Source records:
********

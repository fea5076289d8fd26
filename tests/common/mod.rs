//! Common test utilities and helpers
//!
//! Shared fixtures for the integration tests: a fast engine configuration,
//! a typed event and a handler that records what it receives.

#![allow(dead_code)]

use serde::{Deserialize, Serialize};
use std::sync::atomic::{AtomicBool, Ordering};
use std::sync::{Arc, Mutex};
use std::time::Duration;
use streamgate::core::config::EngineConfig;
use streamgate::streams::api::{HandlerBinding, HandlerError, Subscription};

pub const POSTS: &str = "posts";
pub const POST_CREATED: &str = "post.created";

#[derive(Debug, Clone, PartialEq, Serialize, Deserialize)]
pub struct PostCreated {
    pub id: u64,
    pub title: String,
}

impl PostCreated {
    pub fn new(id: u64) -> Self {
        Self {
            id,
            title: format!("post {id}"),
        }
    }
}

/// Engine configuration with short read and sweep timings
pub fn fast_config() -> EngineConfig {
    let mut config = EngineConfig::default();
    config.read.block_ms = 200;
    config.read.idle_sleep_ms = 50;
    config.read.error_retry_delay_ms = 100;
    config.read.nogroup_retry_delay_ms = 50;
    config.retry.sweep_interval_ms = 1_000;
    config.retry.min_idle_ms = 500;
    config.startup.ensure_retry_delay_ms = 10;
    config
}

pub fn subscription(group: &str) -> Subscription {
    Subscription::builder(POSTS, group)
        .build()
        .expect("valid subscription")
}

/// Collects every `PostCreated` its bindings receive
#[derive(Clone, Default)]
pub struct PostSink {
    received: Arc<Mutex<Vec<PostCreated>>>,
    failing: Arc<AtomicBool>,
}

impl PostSink {
    pub fn failing() -> Self {
        let sink = Self::default();
        sink.set_failing(true);
        sink
    }

    pub fn set_failing(&self, failing: bool) {
        self.failing.store(failing, Ordering::SeqCst);
    }

    pub fn received(&self) -> Vec<PostCreated> {
        self.received.lock().unwrap().clone()
    }

    pub fn ids(&self) -> Vec<u64> {
        self.received().iter().map(|post| post.id).collect()
    }

    pub fn binding(&self, subscription: Subscription) -> HandlerBinding {
        let sink = self.clone();
        HandlerBinding::typed(subscription, POST_CREATED, move |post: PostCreated| {
            let sink = sink.clone();
            async move {
                if sink.failing.load(Ordering::SeqCst) {
                    return Err(HandlerError::failed(format!("refusing post {}", post.id)));
                }
                sink.received.lock().unwrap().push(post);
                Ok(())
            }
        })
    }
}

/// Poll `condition` on tokio's clock until it holds
pub async fn eventually(what: &str, mut condition: impl FnMut() -> bool) {
    for _ in 0..20_000 {
        if condition() {
            return;
        }
        tokio::time::sleep(Duration::from_millis(10)).await;
    }
    panic!("timed out waiting for {what}");
}
//! Broker health state machine
//!
//! A two-state circuit breaker shared by every read loop, the retry
//! processor and the publisher. While DEGRADED, broker calls are skipped
//! until the next probe is due; a successful probe runs the registered
//! recovery actions once and returns the engine to ACTIVE.
//!
//! The transitions on [`HealthState`] are pure functions of the current
//! state and a millisecond timestamp. [`HealthStateManager`] owns the shared
//! state, the clock and the probing.

use crate::core::config::EngineConfig;
use crate::core::sync::lock_recovering;
use crate::core::time::{duration_millis, Clock};
use crate::streams::broker::{BrokerResult, StreamBroker};
use crate::streams::error::{StreamError, StreamResult};
use async_trait::async_trait;
use std::future::Future;
use std::sync::{Arc, Mutex};
use std::time::Duration;

#[derive(Debug, Clone, Copy, PartialEq, Eq)]
pub enum HealthMode {
    Active,
    Degraded,
}

#[derive(Debug, Clone, Copy, PartialEq, Eq)]
pub struct HealthState {
    pub mode: HealthMode,
    /// Earliest clock reading at which a recovery probe may run
    pub next_probe_at_millis: u64,
}

/// Timing knobs of the breaker
#[derive(Debug, Clone, Copy, PartialEq, Eq)]
pub struct HealthTimings {
    pub pause_on_failure: Duration,
    pub recovery_probe_interval: Duration,
    pub max_wait_slice: Duration,
}

impl From<&EngineConfig> for HealthTimings {
    fn from(config: &EngineConfig) -> Self {
        Self {
            pause_on_failure: config.pause_on_failure(),
            recovery_probe_interval: config.recovery_probe_interval(),
            max_wait_slice: config.max_wait_slice(),
        }
    }
}

impl HealthState {
    pub const fn active() -> Self {
        Self {
            mode: HealthMode::Active,
            next_probe_at_millis: 0,
        }
    }

    pub fn enter_degraded(self, now_millis: u64, timings: &HealthTimings) -> Self {
        Self {
            mode: HealthMode::Degraded,
            next_probe_at_millis: now_millis.saturating_add(duration_millis(timings.pause_on_failure)),
        }
    }

    pub fn on_probe_failed(self, now_millis: u64, timings: &HealthTimings) -> Self {
        Self {
            mode: HealthMode::Degraded,
            next_probe_at_millis: now_millis
                .saturating_add(duration_millis(timings.recovery_probe_interval)),
        }
    }

    pub fn recover(self) -> Self {
        Self::active()
    }

    /// How long to wait before probing, capped at one wait slice
    ///
    /// `None` when ACTIVE or when a probe is due.
    pub fn should_wait_before_probe(
        &self,
        now_millis: u64,
        timings: &HealthTimings,
    ) -> Option<Duration> {
        if self.mode == HealthMode::Active || now_millis >= self.next_probe_at_millis {
            return None;
        }
        let remaining = Duration::from_millis(self.next_probe_at_millis - now_millis);
        Some(remaining.min(timings.max_wait_slice))
    }
}

impl Default for HealthState {
    fn default() -> Self {
        Self::active()
    }
}

/// Work that must succeed before the engine leaves DEGRADED
#[async_trait]
pub trait RecoveryAction: Send + Sync {
    fn name(&self) -> &str;

    async fn recover(&self) -> StreamResult<()>;
}

/// Result of one [`HealthStateManager::attempt_recovery`] call
#[derive(Debug, Clone, Copy, PartialEq, Eq)]
pub enum ProbeOutcome {
    AlreadyActive,
    NotDue(Duration),
    Recovered,
    StillDegraded,
}

pub struct HealthStateManager {
    state: Mutex<HealthState>,
    timings: HealthTimings,
    clock: Arc<dyn Clock>,
    broker: Arc<dyn StreamBroker>,
    recovery_actions: Mutex<Vec<Arc<dyn RecoveryAction>>>,
    /// Serializes probes so concurrent callers never ping in parallel
    probe_lock: tokio::sync::Mutex<()>,
}

impl std::fmt::Debug for HealthStateManager {
    fn fmt(&self, f: &mut std::fmt::Formatter<'_>) -> std::fmt::Result {
        f.debug_struct("HealthStateManager")
            .field("state", &self.snapshot())
            .field("timings", &self.timings)
            .finish()
    }
}

impl HealthStateManager {
    pub fn new(timings: HealthTimings, clock: Arc<dyn Clock>, broker: Arc<dyn StreamBroker>) -> Self {
        Self {
            state: Mutex::new(HealthState::active()),
            timings,
            clock,
            broker,
            recovery_actions: Mutex::new(Vec::new()),
            probe_lock: tokio::sync::Mutex::new(()),
        }
    }

    /// Add an action run once on every successful recovery
    pub fn register_recovery_action(&self, action: Arc<dyn RecoveryAction>) {
        log::debug!("Registered recovery action '{}'", action.name());
        lock_recovering(&self.recovery_actions, "recovery actions").push(action);
    }

    pub fn timings(&self) -> &HealthTimings {
        &self.timings
    }

    pub fn snapshot(&self) -> HealthState {
        *lock_recovering(&self.state, "health state")
    }

    pub fn mode(&self) -> HealthMode {
        self.snapshot().mode
    }

    pub fn is_degraded(&self) -> bool {
        self.mode() == HealthMode::Degraded
    }

    /// Open the breaker after a broker-unreachable failure
    ///
    /// Only an ACTIVE engine transitions; further failures while DEGRADED do
    /// not push the probe deadline out. Returns whether a transition happened.
    pub fn enter_degraded(&self) -> bool {
        let now = self.clock.now_millis();
        let mut state = lock_recovering(&self.state, "health state");
        if state.mode == HealthMode::Degraded {
            return false;
        }
        *state = state.enter_degraded(now, &self.timings);
        drop(state);
        log::warn!(
            "Broker unreachable; pausing stream consumption for {:?}",
            self.timings.pause_on_failure
        );
        true
    }

    pub fn should_wait_before_probe(&self) -> Option<Duration> {
        self.snapshot()
            .should_wait_before_probe(self.clock.now_millis(), &self.timings)
    }

    /// Probe the broker if a probe is due, recovering on success
    pub async fn attempt_recovery(&self) -> ProbeOutcome {
        let _probe = self.probe_lock.lock().await;

        // another caller may have recovered while we waited for the lock
        let state = self.snapshot();
        if state.mode == HealthMode::Active {
            return ProbeOutcome::AlreadyActive;
        }
        if let Some(wait) = state.should_wait_before_probe(self.clock.now_millis(), &self.timings) {
            return ProbeOutcome::NotDue(wait);
        }

        if let Err(e) = self.broker.ping().await {
            self.probe_failed(&format!("probe failed: {}", e));
            return ProbeOutcome::StillDegraded;
        }

        let actions = lock_recovering(&self.recovery_actions, "recovery actions").clone();
        for action in actions {
            if let Err(e) = action.recover().await {
                self.probe_failed(&format!("recovery action '{}' failed: {}", action.name(), e));
                return ProbeOutcome::StillDegraded;
            }
        }

        {
            let mut state = lock_recovering(&self.state, "health state");
            *state = state.recover();
        }
        log::info!("Broker reachable again; resuming stream consumption");
        ProbeOutcome::Recovered
    }

    fn probe_failed(&self, reason: &str) {
        let now = self.clock.now_millis();
        let mut state = lock_recovering(&self.state, "health state");
        *state = state.on_probe_failed(now, &self.timings);
        drop(state);
        log::debug!(
            "Broker still unavailable ({}); next probe in {:?}",
            reason,
            self.timings.recovery_probe_interval
        );
    }

    /// Run a broker operation behind the breaker
    ///
    /// While DEGRADED the operation is skipped with [`StreamError::Degraded`]
    /// unless a probe is due and succeeds. An unreachable failure from the
    /// operation opens the breaker before the error is returned.
    pub async fn run_safe<T, F, Fut>(&self, operation: F) -> StreamResult<T>
    where
        F: FnOnce() -> Fut,
        Fut: Future<Output = BrokerResult<T>>,
    {
        if self.is_degraded() {
            match self.attempt_recovery().await {
                ProbeOutcome::Recovered | ProbeOutcome::AlreadyActive => {}
                ProbeOutcome::NotDue(_) | ProbeOutcome::StillDegraded => {
                    return Err(StreamError::Degraded);
                }
            }
        }

        match operation().await {
            Ok(value) => Ok(value),
            Err(e) => {
                if e.is_unreachable() {
                    self.enter_degraded();
                }
                Err(e.into())
            }
        }
    }
}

********

=== Work request ===
Each line of the records that holds the word "AlreadyActive" should be copied out.

=== Response ===
    AlreadyActive,
            return ProbeOutcome::AlreadyActive;
                ProbeOutcome::Recovered | ProbeOutcome::AlreadyActive => {}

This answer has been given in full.